◆ **Dataset entries**
----
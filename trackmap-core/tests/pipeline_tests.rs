// Tests for the crawl pipeline, configuration and export

use std::fs;
use std::sync::atomic::{AtomicBool, AtomicUsize, Ordering};
use std::sync::{Arc, Mutex};
use tempfile::TempDir;
use trackmap_core::config::SQLITE_SENTINEL;
use trackmap_core::error::{ConfigError, PipelineError};
use trackmap_core::export::{SUMMARY_FILE, summary_text, write_snapshot};
use trackmap_core::reference::{Entity, ReferenceData};
use trackmap_core::{Config, CrawlPipeline, DataLocation, DomainParser, SiteOutcome};
use trackmap_source::error::Result as SourceResult;
use trackmap_source::source::SiteIter;
use trackmap_source::{JsonFileSource, RawApis, RawRequest, RawSite, RawSiteData, SiteSource, SourceError};

/// In-memory source. Yields an error after `fail_after` records when set.
struct VecSource {
    sites: Vec<RawSite>,
    fail_after: Option<usize>,
    closed: Arc<AtomicBool>,
    pulled: Arc<AtomicUsize>,
}

impl VecSource {
    fn new(sites: Vec<RawSite>) -> Self {
        Self {
            sites,
            fail_after: None,
            closed: Arc::new(AtomicBool::new(false)),
            pulled: Arc::new(AtomicUsize::new(0)),
        }
    }
}

impl SiteSource for VecSource {
    fn len(&self) -> SourceResult<usize> {
        Ok(self.sites.len())
    }

    fn sites(&mut self) -> SourceResult<SiteIter<'_>> {
        let fail_after = self.fail_after;
        let pulled = self.pulled.clone();
        Ok(Box::new(self.sites.iter().cloned().enumerate().map(
            move |(i, site)| {
                pulled.fetch_add(1, Ordering::SeqCst);
                match fail_after {
                    Some(n) if i >= n => Err(SourceError::NotFound(format!("record {}", i))),
                    _ => Ok(site),
                }
            },
        )))
    }

    fn close(&mut self) {
        self.closed.store(true, Ordering::SeqCst);
    }
}
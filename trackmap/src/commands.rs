use crate::CLAP_STYLING;
use clap::{arg, command};

pub fn command_argument_builder() -> clap::Command {
    clap::Command::new("trackmap")
        .version(env!("CARGO_PKG_VERSION"))
        .bin_name("trackmap")
        .styles(CLAP_STYLING)
        .arg(
            arg!(-q --"quiet" "Suppress the progress bar and non-essential output")
                .required(false)
                .global(true),
        )
        .subcommand_required(true)
        .subcommand(
            command!("process")
                .about(
                    "Classify every site of a crawl and aggregate the third-party requests into \
                per-tracker profiles.",
                )
                .arg(
                    arg!(-c --"config" <PATH>)
                        .required(false)
                        .help("JSON config file. Command-line options override its values"),
                )
                .arg(
                    arg!(-d --"data" <PATH>)
                        .required(false)
                        .help("Directory of crawl JSON files, or 'sqlite' to read the crawl store"),
                )
                .arg(
                    arg!(--"database" <PATH>)
                        .required(false)
                        .help("SQLite crawl store used with --data sqlite"),
                )
                .arg(
                    arg!(--"crawl-id" <ID>)
                        .required(false)
                        .help("Crawl identifier to read from the crawl store"),
                )
                .arg(
                    arg!(-r --"region" <CODE>)
                        .required(false)
                        .help("Region code. Filters the crawl store and suffixes the source tag"),
                )
                .arg(
                    arg!(-p --"parallelism" <N>)
                        .required(false)
                        .help("Number of sites processed concurrently (default: 10)")
                        .value_parser(clap::value_parser!(usize)),
                )
                .arg(
                    arg!(--"psl-extras" <PATH>)
                        .required(false)
                        .help("Private suffix override file ({\"privatePSL\": [...]})"),
                )
                .arg(
                    arg!(--"reference" <DIR>)
                        .required(false)
                        .help("Directory holding the reference data tables"),
                )
                .arg(
                    arg!(-o --"output" <DIR>)
                        .required(false)
                        .help("Export directory (default: ./output)"),
                )
                .arg(
                    arg!(--"source-tag" <TAG>)
                        .required(false)
                        .help("Provider tag written to every tracker record"),
                )
                .arg(
                    arg!(--"add-surrogates")
                        .required(false)
                        .help("Attach surrogate rules to tracker records"),
                )
                .arg(
                    arg!(-v --"verbose")
                        .required(false)
                        .help("Print every site as it finishes instead of a progress bar")
                        .conflicts_with("quiet"),
                ),
        )
        .subcommand(
            command!("import")
                .about("Load a directory of crawl JSON files into the SQLite crawl store")
                .arg(
                    arg!(<DIR>)
                        .required(true)
                        .help("Directory of crawl JSON files"),
                )
                .arg(
                    arg!(--"database" <PATH>)
                        .required(true)
                        .help("SQLite crawl store to create or extend"),
                )
                .arg(
                    arg!(--"crawl-id" <ID>)
                        .required(true)
                        .help("Identifier stored with every imported site"),
                )
                .arg(
                    arg!(-r --"region" <CODE>)
                        .required(false)
                        .help("Region code stored with every imported site"),
                ),
        )
}
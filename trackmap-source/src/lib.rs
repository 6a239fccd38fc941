pub mod error;
pub mod json;
pub mod record;
pub mod source;
pub mod sqlite;

pub use error::SourceError;
pub use json::JsonFileSource;
pub use record::{RawApis, RawRequest, RawSite, RawSiteData, SavedCall};
pub use source::SiteSource;
pub use sqlite::{CrawlStore, SqliteSource};
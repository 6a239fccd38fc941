pub mod commands;
pub mod handlers;

// Re-export commonly used handler functions for convenience
pub use handlers::{OutputMode, build_config, expand_path, import_crawl, process_crawl};

pub const CLAP_STYLING: clap::builder::styling::Styles = clap::builder::styling::Styles::styled()
    .header(clap_cargo::style::HEADER)
    .usage(clap_cargo::style::USAGE)
    .literal(clap_cargo::style::LITERAL)
    .placeholder(clap_cargo::style::PLACEHOLDER)
    .error(clap_cargo::style::ERROR)
    .valid(clap_cargo::style::VALID)
    .invalid(clap_cargo::style::INVALID);
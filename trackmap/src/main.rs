use colored::Colorize;
use trackmap::commands::command_argument_builder;
use trackmap::handlers::{handle_import, handle_process};

#[tokio::main]
async fn main() {
    let cmd = command_argument_builder();
    let chosen_command = cmd.get_matches();

    let result = match chosen_command.subcommand() {
        Some(("process", primary_command)) => handle_process(primary_command).await,
        Some(("import", primary_command)) => handle_import(primary_command),
        _ => unreachable!("clap should ensure we don't get here"),
    };

    if let Err(e) = result {
        eprintln!("{} {:#}", "✗".red(), e);
        std::process::exit(1);
    }
}
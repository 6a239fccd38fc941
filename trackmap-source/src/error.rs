use thiserror::Error;

#[derive(Error, Debug)]
pub enum SourceError {
    #[error("IO error: {0}")]
    IoError(#[from] std::io::Error),

    #[error("Database error: {0}")]
    DatabaseError(#[from] rusqlite::Error),

    #[error("Malformed crawl record in {location}: {source}")]
    MalformedRecord {
        location: String,
        #[source]
        source: serde_json::Error,
    },

    #[error("Crawl data location not found: {0}")]
    NotFound(String),

    #[error("Source already closed")]
    Closed,
}

pub type Result<T> = std::result::Result<T, SourceError>;
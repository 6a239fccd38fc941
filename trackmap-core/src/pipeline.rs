//! Crawl pipeline: streams site records from a source, classifies up to
//! `parallelism` sites at once and folds each finished site into the
//! aggregator.
//!
//! The source runs on a blocking thread and hands records over a bounded
//! channel. Admission is a sliding window: once `parallelism` sites are in
//! flight, no record is pulled until one of them completes. Finished sites
//! are folded in source order, so the snapshot does not depend on which site
//! happened to finish first.

use crate::aggregate::{Aggregator, CrawlSnapshot, CrawlStats};
use crate::domain::DomainParser;
use crate::error::Result;
use crate::reference::ReferenceData;
use crate::site::{Site, SiteContribution};
use crate::tracker::TrackerOptions;
use std::collections::{BTreeMap, HashMap};
use std::sync::Arc;
use tokio::sync::mpsc;
use tokio::task::{Id, JoinError, JoinSet};
use tracing::{debug, error, info, warn};
use trackmap_source::{RawSite, SiteSource, SourceError};

pub const DEFAULT_PARALLELISM: usize = 10;

/// Terminal state of one site.
#[derive(Debug, Clone, PartialEq, Eq)]
pub enum SiteOutcome {
    /// No initial URL or no captured requests.
    Skipped,
    Folded { requests: usize },
    Failed(String),
}

/// Called once per site as it leaves the window.
pub type SiteProgressCallback = Arc<dyn Fn(&SiteOutcome) + Send + Sync>;

/// Read-only state handed to every site task.
#[derive(Clone)]
struct SiteContext {
    parser: Arc<DomainParser>,
    reference: Arc<ReferenceData>,
    stats: Arc<CrawlStats>,
}

/// What a site task hands back to the orchestrator.
type SiteResult = (SiteOutcome, Option<SiteContribution>);

/// Finished sites waiting for every earlier site in the stream to settle.
///
/// Skipped and failed sites settle with no contribution and only advance
/// the cursor.
#[derive(Debug, Default)]
pub(crate) struct FoldQueue {
    next: usize,
    pending: BTreeMap<usize, Option<SiteContribution>>,
}

impl FoldQueue {
    /// Record site `index` as settled and fold every contribution that is
    /// now contiguous with the cursor.
    pub(crate) fn settle(
        &mut self,
        index: usize,
        contribution: Option<SiteContribution>,
        aggregator: &mut Aggregator,
    ) {
        self.pending.insert(index, contribution);
        while let Some(ready) = self.pending.remove(&self.next) {
            if let Some(contribution) = ready {
                aggregator.fold(contribution);
            }
            self.next += 1;
        }
    }

    pub(crate) fn waiting(&self) -> usize {
        self.pending.len()
    }
}

pub struct CrawlPipeline {
    parser: Arc<DomainParser>,
    reference: Arc<ReferenceData>,
    parallelism: usize,
    region_code: Option<String>,
    tracker_options: TrackerOptions,
    progress_callback: Option<SiteProgressCallback>,
}

impl CrawlPipeline {
    pub fn new(parser: Arc<DomainParser>, reference: Arc<ReferenceData>) -> Self {
        Self {
            parser,
            reference,
            parallelism: DEFAULT_PARALLELISM,
            region_code: None,
            tracker_options: TrackerOptions::default(),
            progress_callback: None,
        }
    }

    /// Window size. Values below 1 are raised to 1.
    pub fn with_parallelism(mut self, parallelism: usize) -> Self {
        self.parallelism = parallelism.max(1);
        self
    }

    pub fn with_region_code(mut self, region_code: Option<String>) -> Self {
        self.region_code = region_code;
        self
    }

    pub fn with_tracker_options(mut self, options: TrackerOptions) -> Self {
        self.tracker_options = options;
        self
    }

    pub fn with_progress_callback(mut self, callback: SiteProgressCallback) -> Self {
        self.progress_callback = Some(callback);
        self
    }

    pub fn parallelism(&self) -> usize {
        self.parallelism
    }

    /// Process every record of `source` and return the folded snapshot.
    ///
    /// A source read failure aborts the crawl after in-flight sites are
    /// cancelled. The source is closed on every path.
    pub async fn run<S>(&self, mut source: S) -> Result<CrawlSnapshot>
    where
        S: SiteSource + 'static,
    {
        let total_sites = match source.len() {
            Ok(total) => total,
            Err(e) => {
                source.close();
                return Err(e.into());
            }
        };
        info!(
            "Processing {} sites with parallelism {}",
            total_sites, self.parallelism
        );

        let (tx, mut rx) = mpsc::channel::<std::result::Result<RawSite, SourceError>>(1);
        let reader = tokio::task::spawn_blocking(move || {
            stream_sites(&mut source, &tx);
            source.close();
            debug!("Site source closed");
        });

        let ctx = SiteContext {
            parser: self.parser.clone(),
            reference: self.reference.clone(),
            stats: Arc::new(CrawlStats::new()),
        };
        let mut aggregator = Aggregator::new(
            self.reference.clone(),
            self.parser.clone(),
            self.tracker_options.clone(),
        );
        let mut queue = FoldQueue::default();

        let mut in_flight: JoinSet<SiteResult> = JoinSet::new();
        let mut positions: HashMap<Id, usize> = HashMap::new();
        let mut next_position = 0;
        let mut source_error = None;

        loop {
            if in_flight.len() >= self.parallelism
                && let Some(finished) = in_flight.join_next_with_id().await
            {
                self.settle(finished, &mut positions, &mut queue, &mut aggregator, &ctx.stats);
            }

            let Some(next) = rx.recv().await else {
                break;
            };
            let raw = match next {
                Ok(raw) => raw,
                Err(e) => {
                    source_error = Some(e);
                    break;
                }
            };

            let handle = in_flight.spawn(process_site(raw, ctx.clone()));
            positions.insert(handle.id(), next_position);
            next_position += 1;
        }

        if let Some(e) = source_error {
            error!("Site source failed, aborting crawl: {}", e);
            in_flight.shutdown().await;
            drop(rx);
            reader.await?;
            return Err(e.into());
        }

        while let Some(finished) = in_flight.join_next_with_id().await {
            self.settle(finished, &mut positions, &mut queue, &mut aggregator, &ctx.stats);
        }
        drop(rx);
        reader.await?;

        if queue.waiting() > 0 {
            warn!("{} finished sites were never folded", queue.waiting());
        }

        let stats = ctx.stats.snapshot(total_sites);
        info!(
            "Crawl finished: {} processed, {} skipped, {} failed of {} sites",
            stats.sites, stats.sites_skipped, stats.sites_failed, stats.total_sites
        );

        Ok(aggregator.finalize(stats, self.region_code.as_deref()))
    }

    fn settle(
        &self,
        finished: std::result::Result<(Id, SiteResult), JoinError>,
        positions: &mut HashMap<Id, usize>,
        queue: &mut FoldQueue,
        aggregator: &mut Aggregator,
        stats: &CrawlStats,
    ) {
        let (id, (outcome, contribution)) = match finished {
            Ok(finished) => finished,
            Err(e) => {
                error!("Site task did not complete: {}", e);
                stats.site_failed();
                (e.id(), (SiteOutcome::Failed(e.to_string()), None))
            }
        };

        match positions.remove(&id) {
            Some(position) => queue.settle(position, contribution, aggregator),
            None => error!("Finished site task {} has no stream position", id),
        }

        if let Some(callback) = &self.progress_callback {
            callback(&outcome);
        }
    }
}

/// Push every record into the channel. Stops after the first error or when
/// the receiver goes away.
fn stream_sites<S: SiteSource + ?Sized>(
    source: &mut S,
    tx: &mpsc::Sender<std::result::Result<RawSite, SourceError>>,
) {
    let sites = match source.sites() {
        Ok(sites) => sites,
        Err(e) => {
            let _ = tx.blocking_send(Err(e));
            return;
        }
    };

    for site in sites {
        let failed = site.is_err();
        if tx.blocking_send(site).is_err() {
            debug!("Pipeline stopped reading, releasing source");
            return;
        }
        if failed {
            return;
        }
    }
}

async fn process_site(raw: RawSite, ctx: SiteContext) -> SiteResult {
    let Some(requests) = raw.requests() else {
        debug!("Skipping site {:?}: no captured data", raw.initial_url);
        ctx.stats.site_skipped();
        return (SiteOutcome::Skipped, None);
    };

    let classified = Site::new(&raw, &ctx.parser).and_then(|site| {
        let classified = site.classify(&raw, requests, &ctx.parser, &ctx.reference)?;
        Ok((site, classified))
    });
    let (site, classified) = match classified {
        Ok(classified) => classified,
        Err(e) => {
            warn!(
                "Site {} failed during classification: {}",
                raw.initial_url.as_deref().unwrap_or_default(),
                e
            );
            ctx.stats.site_failed();
            return (SiteOutcome::Failed(e.to_string()), None);
        }
    };

    let requests_skipped = classified.iter().filter(|r| r.parsed.is_none()).count();
    let contribution = site.contribution(&classified);
    ctx.stats
        .site_processed(classified.len(), requests_skipped);

    debug!("Classified site {} ({} requests)", site.domain, classified.len());
    (
        SiteOutcome::Folded {
            requests: classified.len(),
        },
        Some(contribution),
    )
}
----
◆ **Task details**
Quote, with nothing altered, all lines from the start of the entries to the line that carries "let pulled = self.pulled.clone();", inclusive.

◆ **Written reply**
filename trackmap-core/tests/pipeline_tests.rs
// Tests for the crawl pipeline, configuration and export

use std::fs;
use std::sync::atomic::{AtomicBool, AtomicUsize, Ordering};
use std::sync::{Arc, Mutex};
use tempfile::TempDir;
use trackmap_core::config::SQLITE_SENTINEL;
use trackmap_core::error::{ConfigError, PipelineError};
use trackmap_core::export::{SUMMARY_FILE, summary_text, write_snapshot};
use trackmap_core::reference::{Entity, ReferenceData};
use trackmap_core::{Config, CrawlPipeline, DataLocation, DomainParser, SiteOutcome};
use trackmap_source::error::Result as SourceResult;
use trackmap_source::source::SiteIter;
use trackmap_source::{JsonFileSource, RawApis, RawRequest, RawSite, RawSiteData, SiteSource, SourceError};

/// In-memory source. Yields an error after `fail_after` records when set.
struct VecSource {
    sites: Vec<RawSite>,
    fail_after: Option<usize>,
    closed: Arc<AtomicBool>,
    pulled: Arc<AtomicUsize>,
}

impl VecSource {
    fn new(sites: Vec<RawSite>) -> Self {
        Self {
            sites,
            fail_after: None,
            closed: Arc::new(AtomicBool::new(false)),
            pulled: Arc::new(AtomicUsize::new(0)),
        }
    }
}

impl SiteSource for VecSource {
    fn len(&self) -> SourceResult<usize> {
        Ok(self.sites.len())
    }

    fn sites(&mut self) -> SourceResult<SiteIter<'_>> {
        let fail_after = self.fail_after;
        let pulled = self.pulled.clone();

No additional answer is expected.